Lindsey’s dad wrote a stirring and heartfelt tribute at her funeral. It was called “One More Hurdle”:

“The dictionary defines courage as the quality of mind or spirit that enables a person to face difficulty, danger, pain, etc., without fear. I think Lindsey understood this more than anyone I have ever known. Her whole life she faced hurdle after hurdle, and each time arose to the occasion. Her first track coach, Mr. Davis, always told her as she tried running hurdles for the first time to always think of the journey down the track simply as “just one more hurdle.

“Lindsey lived her life with this same attitude and determination. I remember the day she first learned she had cancer almost two years ago. She did not cry, she did not pout, she showed no fear. She simply asked, “What do we do next?” She was ready to face that next hurdle. Initially it was thought she may lose her leg with this surgery but just 60 hours after her surgery she was up walking down the hall and up and down stairs with her brace. She was instantly ready to go over the next hurdle.

“When we got the devastating news after her radiation and physical therapy about the spread of her disease to her lungs, she looked at the journey to New York more as a vacation than the beginning of an even longer and painful journey. Every new treatment, every blood transfusion, every surgery, everything they asked her to do to fight this cancer she did without showing fear.
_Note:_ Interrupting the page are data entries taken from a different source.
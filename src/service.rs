//! Application operations: accounts, uploads, training, prediction and
//! the read-only dashboards, over one database and one artifact store.

use chrono::{DateTime, Utc};
use serde::Serialize;
use std::io::Read;
use tracing::{error, info, warn};

use crate::artifacts::ArtifactStore;
use crate::category::{categorize, AqiCategory};
use crate::compare::{self, Comparison};
use crate::config::{AdminSeed, AppConfig};
use crate::error::{AqiError, Result};
use crate::features::{observations_to_arrays, Feature, FeatureVector, FEATURE_COUNT};
use crate::insights::{ranked_importances, summarize, Insights};
use crate::io::read_upload;
use crate::metrics::{ModelMetrics, Scores};
use crate::models::{ModelFamily, ModelParams};
use crate::predictor::Predictor;
use crate::preprocess::parse_reading;
use crate::store::{Database, DashboardStats, NewPrediction, PredictionRecord};
use crate::trainer::{train_all, TrainingOptions};
use crate::users::{verify_password, Registration, Role, User};

#[derive(Debug, Clone, Copy, PartialEq, Eq, Serialize)]
pub struct UploadReport {
    pub inserted: usize,
    pub dropped: usize,
    pub skipped: usize,
}

#[derive(Debug, Clone, PartialEq, Serialize)]
pub struct ModelReport {
    pub model: ModelFamily,
    pub scores: Scores,
    pub generation: u64,
}

#[derive(Debug, Clone, PartialEq, Serialize)]
pub struct TrainingReport {
    pub total_rows: usize,
    pub train_rows: usize,
    pub test_rows: usize,
    pub preprocessor_generation: u64,
    pub models: Vec<ModelReport>,
}

#[derive(Debug, Clone, PartialEq, Serialize)]
pub struct PredictionOutcome {
    pub id: i64,
    pub aqi: f64,
    pub category: AqiCategory,
    pub color: &'static str,
    pub message: &'static str,
    pub model: ModelFamily,
    pub timestamp: DateTime<Utc>,
}

pub struct AirQualityService {
    db: Database,
    artifacts: ArtifactStore,
    options: TrainingOptions,
    params: ModelParams,
}

/// Log failures the user cannot fix with their full detail before they
/// are reduced to a generic message.
fn logged<T>(operation: &str, result: Result<T>) -> Result<T> {
    if let Err(e) = &result {
        if e.is_user_error() {
            warn!(operation, error = %e, "request rejected");
        } else {
            error!(operation, error = %e, "request failed");
        }
    }
    result
}

impl AirQualityService {
    pub fn new(db: Database, artifacts: ArtifactStore, options: TrainingOptions, params: ModelParams) -> Self {
        AirQualityService {
            db,
            artifacts,
            options,
            params,
        }
    }

    /// Open the database and artifact store named by `config`.
    pub fn open(config: &AppConfig) -> Result<Self> {
        let db = Database::open(config.database_path())?;
        let artifacts = ArtifactStore::open(config.models_path())?;
        Ok(AirQualityService::new(
            db,
            artifacts,
            config.training.clone(),
            config.models.clone(),
        ))
    }

    pub fn database(&self) -> &Database {
        &self.db
    }

    pub fn artifacts(&self) -> &ArtifactStore {
        &self.artifacts
    }

    /// Create the configured administrator if missing.
    pub fn seed_admin(&self, admin: &AdminSeed) -> Result<bool> {
        logged("seed_admin", admin.to_new_user().and_then(|u| self.db.seed_admin(&u)))
    }

    // ---- accounts ----

    pub fn register_user(&self, registration: Registration) -> Result<User> {
        logged("register", self.register_inner(registration))
    }

    fn register_inner(&self, registration: Registration) -> Result<User> {
        let new_user = registration.into_new_user(Role::User)?;
        if self.db.user_exists(&new_user.email, &new_user.mobile)? {
            return Err(AqiError::Validation(
                "Email or mobile number already registered.".to_string(),
            ));
        }
        let id = self.db.insert_user(&new_user)?;
        info!(user_id = id, "user registered");
        self.db
            .user_by_id(id)?
            .ok_or_else(|| AqiError::InvalidInput(format!("user {} vanished after insert", id)))
    }

    pub fn authenticate(&self, email: &str, password: &str) -> Result<User> {
        let email = email.trim().to_lowercase();
        if email.is_empty() || password.is_empty() {
            return Err(AqiError::Validation("Email and password are required.".to_string()));
        }
        let user = logged("authenticate", self.db.find_user_by_email(&email))?;
        match user {
            Some(u) if verify_password(password, &u.password_hash) => Ok(u),
            _ => Err(AqiError::InvalidCredentials),
        }
    }

    // ---- data and training ----

    /// Parse a CSV upload and store every surviving row in one transaction.
    pub fn upload_dataset<R: Read>(&mut self, source: R, uploaded_by: Option<i64>) -> Result<UploadReport> {
        let result = read_upload(source).and_then(|batch| {
            let inserted = self.db.insert_observations(&batch.observations, uploaded_by)?;
            Ok(UploadReport {
                inserted,
                dropped: batch.dropped,
                skipped: batch.skipped,
            })
        });
        let report = logged("upload", result)?;
        info!(inserted = report.inserted, dropped = report.dropped, "dataset uploaded");
        Ok(report)
    }

    /// Retrain every family on the full observation history.
    pub fn train_all_models(&mut self) -> Result<TrainingReport> {
        let result = self.train_inner();
        logged("train", result)
    }

    fn train_inner(&mut self) -> Result<TrainingReport> {
        let observations = self.db.load_observations()?;
        let (x, y) = observations_to_arrays(&observations);
        let run = train_all(x.view(), y.view(), &self.options, &self.params)?;
        let persisted = run.persist(&self.artifacts, &mut self.db)?;

        let models = run
            .outcomes
            .iter()
            .zip(&persisted.models)
            .map(|(outcome, (family, header))| ModelReport {
                model: *family,
                scores: outcome.scores,
                generation: header.generation,
            })
            .collect();
        info!(
            rows = observations.len(),
            generation = persisted.preprocessor.generation,
            "all models trained"
        );
        Ok(TrainingReport {
            total_rows: observations.len(),
            train_rows: run.train_rows,
            test_rows: run.test_rows,
            preprocessor_generation: persisted.preprocessor.generation,
            models,
        })
    }

    // ---- prediction ----

    /// Validate the readings, score them with `model` and log the result.
    /// Every input problem is reported in one `Validation` error.
    pub fn predict<I, K, V>(&self, user_id: Option<i64>, model: &str, inputs: I) -> Result<PredictionOutcome>
    where
        I: IntoIterator<Item = (K, V)>,
        K: AsRef<str>,
        V: AsRef<str>,
    {
        logged("predict", self.predict_inner(user_id, model, inputs))
    }

    fn predict_inner<I, K, V>(&self, user_id: Option<i64>, model: &str, inputs: I) -> Result<PredictionOutcome>
    where
        I: IntoIterator<Item = (K, V)>,
        K: AsRef<str>,
        V: AsRef<str>,
    {
        let features = validate_readings(inputs)?;
        let family: ModelFamily = model.parse()?;

        let predictor = Predictor::load(&self.artifacts, family)?;
        let aqi = predictor.predict_one(&features)?;
        let category = categorize(aqi);
        let timestamp = Utc::now();

        let id = self.db.insert_prediction(&NewPrediction {
            user_id,
            model_used: family.display_name(),
            features: &features,
            predicted_aqi: aqi,
            category: category.label(),
            created_at: timestamp,
        })?;
        info!(model = %family, aqi, category = %category, "prediction made");

        Ok(PredictionOutcome {
            id,
            aqi,
            category,
            color: category.color(),
            message: category.message(),
            model: family,
            timestamp,
        })
    }

    // ---- reports ----

    pub fn metrics(&self) -> Result<Vec<ModelMetrics>> {
        logged("metrics", self.db.all_metrics())
    }

    pub fn compare(&self) -> Result<Comparison> {
        Ok(Comparison::from_metrics(&self.metrics()?))
    }

    pub fn best_model(&self) -> Result<Option<(String, ModelMetrics)>> {
        Ok(compare::best_model(&self.metrics()?))
    }

    pub fn dashboard_stats(&self) -> Result<DashboardStats> {
        logged("dashboard", self.db.dashboard_stats())
    }

    pub fn recent_predictions(&self, user_id: Option<i64>, limit: usize) -> Result<Vec<PredictionRecord>> {
        logged("history", self.db.recent_predictions(user_id, limit))
    }

    pub fn insights(&self) -> Result<Insights> {
        logged("insights", self.insights_inner())
    }

    fn insights_inner(&self) -> Result<Insights> {
        let mut insights = summarize(&self.db.load_observations()?);
        if !insights.has_data() {
            return Ok(insights);
        }
        insights.rf_importance = self.importances(ModelFamily::RandomForest)?;
        insights.xgb_importance = self.importances(ModelFamily::GradientBoosted)?;
        Ok(insights)
    }

    fn importances(&self, family: ModelFamily) -> Result<Option<Vec<(Feature, f64)>>> {
        if !self.artifacts.has_model(family) {
            return Ok(None);
        }
        let model = self.artifacts.load_model(family)?.payload;
        Ok(model.feature_importances().map(ranked_importances))
    }
}

/// Strict mapping of named readings: all eight present and numeric.
fn validate_readings<I, K, V>(inputs: I) -> Result<FeatureVector>
where
    I: IntoIterator<Item = (K, V)>,
    K: AsRef<str>,
    V: AsRef<str>,
{
    let mut raw: [Option<String>; FEATURE_COUNT] = Default::default();
    for (name, value) in inputs {
        if let Some(feature) = Feature::resolve(name.as_ref()) {
            raw[feature.index()] = Some(value.as_ref().trim().to_string());
        }
    }

    let mut values = [0.0; FEATURE_COUNT];
    let mut problems = Vec::new();
    for feature in Feature::ALL {
        match raw[feature.index()].as_deref() {
            None | Some("") => problems.push(format!("{} is required", feature.name())),
            Some(text) => match parse_reading(text) {
                Some(v) => values[feature.index()] = v,
                None => problems.push(format!("{} must be a valid number", feature.name())),
            },
        }
    }
    if !problems.is_empty() {
        return Err(AqiError::Validation(problems.join("; ")));
    }
    Ok(FeatureVector::new(values))
}
#[cfg(test)]
mod tests {
    use super::*;
    use crate::features::{normalize_column_name, Feature};
    use crate::metrics::Scores;
    use chrono::Duration;

    fn user(email: &str, mobile: &str) -> NewUser {
        NewUser {
            name: "Test User".into(),
            email: email.into(),
            mobile: mobile.into(),
            password_hash: "hash".into(),
            role: Role::User,
        }
    }

    fn observation(seed: f64) -> Observation {
        Observation {
            features: FeatureVector::new([seed, seed + 1.0, seed + 2.0, seed + 3.0, 0.5, 20.0, 4.0, 30.0]),
            aqi: 40.0 + seed,
        }
    }

    fn scores(r2: f64) -> Scores {
        Scores {
            mae: 1.0,
            mse: 2.0,
            rmse: 2f64.sqrt(),
            r2,
        }
    }

    #[test]
    fn feature_columns_follow_feature_order() {
        let columns: Vec<&str> = FEATURE_COLUMNS.split(", ").collect();
        assert_eq!(columns.len(), FEATURE_COUNT);
        for (col, feature) in columns.iter().zip(Feature::ALL) {
            assert_eq!(normalize_column_name(col), normalize_column_name(feature.name()));
        }
    }

    #[test]
    fn duplicate_users_are_rejected() {
        let db = Database::open_in_memory().unwrap();
        let id = db.insert_user(&user("a@gmail.com", "1111111111")).unwrap();
        assert!(id > 0);

        let same_email = db.insert_user(&user("a@gmail.com", "2222222222")).unwrap_err();
        assert_eq!(same_email.to_string(), "Email or mobile number already registered.");
        assert!(db.insert_user(&user("b@gmail.com", "1111111111")).is_err());

        assert!(db.user_exists("a@gmail.com", "0000000000").unwrap());
        assert!(!db.user_exists("c@gmail.com", "3333333333").unwrap());

        let found = db.find_user_by_email("a@gmail.com").unwrap().unwrap();
        assert_eq!(found.id, id);
        assert_eq!(found.role, Role::User);
        assert_eq!(db.user_by_id(id).unwrap().unwrap(), found);
        assert_eq!(db.list_users().unwrap().len(), 1);
    }

    #[test]
    fn admin_is_seeded_once() {
        let db = Database::open_in_memory().unwrap();
        let mut admin = user("admin@gmail.com", "9999999999");
        admin.role = Role::Admin;
        assert!(db.seed_admin(&admin).unwrap());
        assert!(!db.seed_admin(&admin).unwrap());
        assert!(db.find_user_by_email("admin@gmail.com").unwrap().unwrap().is_admin());
    }

    #[test]
    fn observations_round_trip_in_order() {
        let mut db = Database::open_in_memory().unwrap();
        let batch: Vec<_> = (0..5).map(|i| observation(i as f64)).collect();
        assert_eq!(db.insert_observations(&batch, None).unwrap(), 5);
        assert_eq!(db.count_observations().unwrap(), 5);
        assert_eq!(db.load_observations().unwrap(), batch);
    }

    #[test]
    fn failed_batch_inserts_nothing() {
        let mut db = Database::open_in_memory().unwrap();
        let batch = vec![observation(1.0), observation(2.0)];
        // unknown uploader violates the foreign key on the first row
        assert!(db.insert_observations(&batch, Some(999)).is_err());
        assert_eq!(db.count_observations().unwrap(), 0);
    }

    #[test]
    fn metrics_are_replaced_per_model() {
        let mut db = Database::open_in_memory().unwrap();
        let t0 = Utc::now();
        db.replace_metrics(&[
            ModelMetrics::new("Linear Regression", scores(0.5), t0),
            ModelMetrics::new("Random Forest", scores(0.7), t0),
        ])
        .unwrap();
        db.replace_metrics(&[ModelMetrics::new("Linear Regression", scores(0.9), t0 + Duration::seconds(5))])
            .unwrap();

        let all = db.all_metrics().unwrap();
        assert_eq!(all.len(), 2);
        assert_eq!(all[0].model_name, "Linear Regression");
        assert_eq!(all[0].r2, 0.9);
        assert_eq!(all[1].model_name, "Random Forest");
        assert_eq!(db.dashboard_stats().unwrap().trained_models, 2);
    }

    #[test]
    fn failed_publish_rolls_metrics_back() {
        let mut db = Database::open_in_memory().unwrap();
        let t0 = Utc::now();
        db.replace_metrics(&[ModelMetrics::new("Random Forest", scores(0.7), t0)]).unwrap();
        let before = db.all_metrics().unwrap();

        let result: Result<()> = db.replace_metrics_with(
            &[ModelMetrics::new("Random Forest", scores(0.2), t0 + Duration::seconds(5))],
            || Err(AqiError::Training("swap failed".into())),
        );
        assert!(result.is_err());
        assert_eq!(db.all_metrics().unwrap(), before);
    }

    #[test]
    fn predictions_are_logged_and_filtered() {
        let db = Database::open_in_memory().unwrap();
        let alice = db.insert_user(&user("alice@gmail.com", "1234567890")).unwrap();
        let bob = db.insert_user(&user("bob@gmail.com", "1234567891")).unwrap();
        let features = observation(3.0).features;
        let t0 = Utc::now();
        for (i, uid) in [alice, bob, alice].into_iter().enumerate() {
            db.insert_prediction(&NewPrediction {
                user_id: Some(uid),
                model_used: "Random Forest",
                features: &features,
                predicted_aqi: 50.0 + i as f64,
                category: "Moderate",
                created_at: t0 + Duration::seconds(i as i64),
            })
            .unwrap();
        }

        let mine = db.recent_predictions(Some(alice), 10).unwrap();
        assert_eq!(mine.len(), 2);
        assert_eq!(mine[0].predicted_aqi, 52.0);
        assert_eq!(mine[0].user_email.as_deref(), Some("alice@gmail.com"));
        assert_eq!(mine[0].features, features);

        let everyone = db.recent_predictions(None, 2).unwrap();
        assert_eq!(everyone.len(), 2);
        assert_eq!(everyone[1].user_id, Some(bob));

        let stats = db.dashboard_stats().unwrap();
        assert_eq!(stats.total_predictions, 3);
        assert_eq!(stats.total_users, 2);
        assert_eq!(stats.total_observations, 0);
    }

    #[test]
    fn database_file_persists() {
        let dir = tempfile::tempdir().unwrap();
        let path = dir.path().join("nested").join("aqi.db");
        {
            let db = Database::open(&path).unwrap();
            db.insert_user(&user("p@gmail.com", "5555555555")).unwrap();
        }
        let db = Database::open(&path).unwrap();
        assert_eq!(db.list_users().unwrap().len(), 1);
    }
}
“She simply took each new setback and attacked it as if it simply was one more hurdle. As the reality that her race with cancer was coming to an end, Lindsey still showed courage beyond what seems to be humanly possible. I think she was at peace and was ready to cross the greatest hurdle of her life as she went from her world of pain to her finish line as she crossed the gates into heaven.

“It is often said that at the end of a rainbow is a treasure waiting for you. But as we all know, to get to that rainbow we much endure the storm. Lindsey’s storm is now over and she is now rejoicing with the greatest treasure we can ever imagine.

“Lindsey you are my hero, my little girl, and I love you. I will miss you each and every day until the time comes that I cross my last hurdle and find you waiting for me at the finish line.